Il 23 settembre del 2013 la Mehari verde di Giancarlo Siani è ripartita grazie anche all’impegno di Paolo Miggiano, giornalista, scrittore, ex poliziotto e membro della Fondazione Polis (Politiche Integrate di Sicurezza per le Vittime innocenti di criminalità e i beni confiscati). C’era lui quel giorno a Napoli accanto a Roberto Saviano, che riaccese per la prima volta quell’auto. E da lì è cominciato, a bordo della Mehari, un viaggio della legalità che è arrivato fino a Bruxelles. Un viaggio che oggi Paolo Miggiano racconta nel suo nuovo libro “NA K14314”.
Che valore ha la sua Mehari verde nel ricordare Giancarlo Siani?

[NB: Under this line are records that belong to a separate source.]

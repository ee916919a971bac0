//! Test helpers for writing guide exports into temporary workspaces.

use camino::{Utf8Path, Utf8PathBuf};
use guide_insight_core::test_support::sample_population;
use std::fs;
use tempfile::TempDir;

pub(super) fn write_utf8(path: &Utf8Path, contents: &[u8]) {
    fs::write(path.as_std_path(), contents).expect("write test file");
}

/// Temporary directory holding a guide export.
pub(super) struct ExportWorkspace {
    _dir: TempDir,
    root: Utf8PathBuf,
}

impl ExportWorkspace {
    pub(super) fn new() -> Self {
        let dir = TempDir::new().expect("tempdir");
        let root = Utf8PathBuf::from_path_buf(dir.path().to_path_buf()).expect("utf-8 workspace");
        Self { _dir: dir, root }
    }

    pub(super) fn root(&self) -> &Utf8Path {
        &self.root
    }

    pub(super) fn export_path(&self) -> Utf8PathBuf {
        self.root.join("guides.json")
    }

    /// Write the shared six-guide sample population and return its path.
    pub(super) fn write_sample_export(&self) -> Utf8PathBuf {
        let payload = serde_json::to_vec(&sample_population()).expect("serialise sample guides");
        let path = self.export_path();
        write_utf8(&path, &payload);
        path
    }
}
//! Shared test harness modules for the guide-insight CLI.
#![expect(
    clippy::panic,
    reason = "Tests assert panic branches to surface unexpected CLI outcomes"
)]

use super::*;

mod helpers;
mod report;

«C’è sempre qualcosa che rimanda a ciò che siamo stati. A ricordare Giancarlo Siani oggi è la sua automobile. L’auto dalla quale quella maledetta sera di fine estate del 1985 non riuscì a scendere. Oggi la Citroën Méhari verde è la personificazione di un ragazzo normale che voleva solo fare il giornalista. Quell’automobile che neanche la mafia ha fermato, per tanti ragazzi, che non erano neanche nati quando gli fu strappato, con violenza, il taccuino dalle mani, è motivo di ispirazione, simbolo di legalità, di impegno, di passioni, di libertà. NA K14314 ci restituisce l’idea di un ragazzo pulito, ma determinato. E se le sue idee continueranno a camminare anche quel giovane di ventisei anni continuerà a vivere e viaggiare insieme a noi. Solo così la sera del 23 settembre di trentadue anni fa non moriva Giancarlo, ma i suoi assassini».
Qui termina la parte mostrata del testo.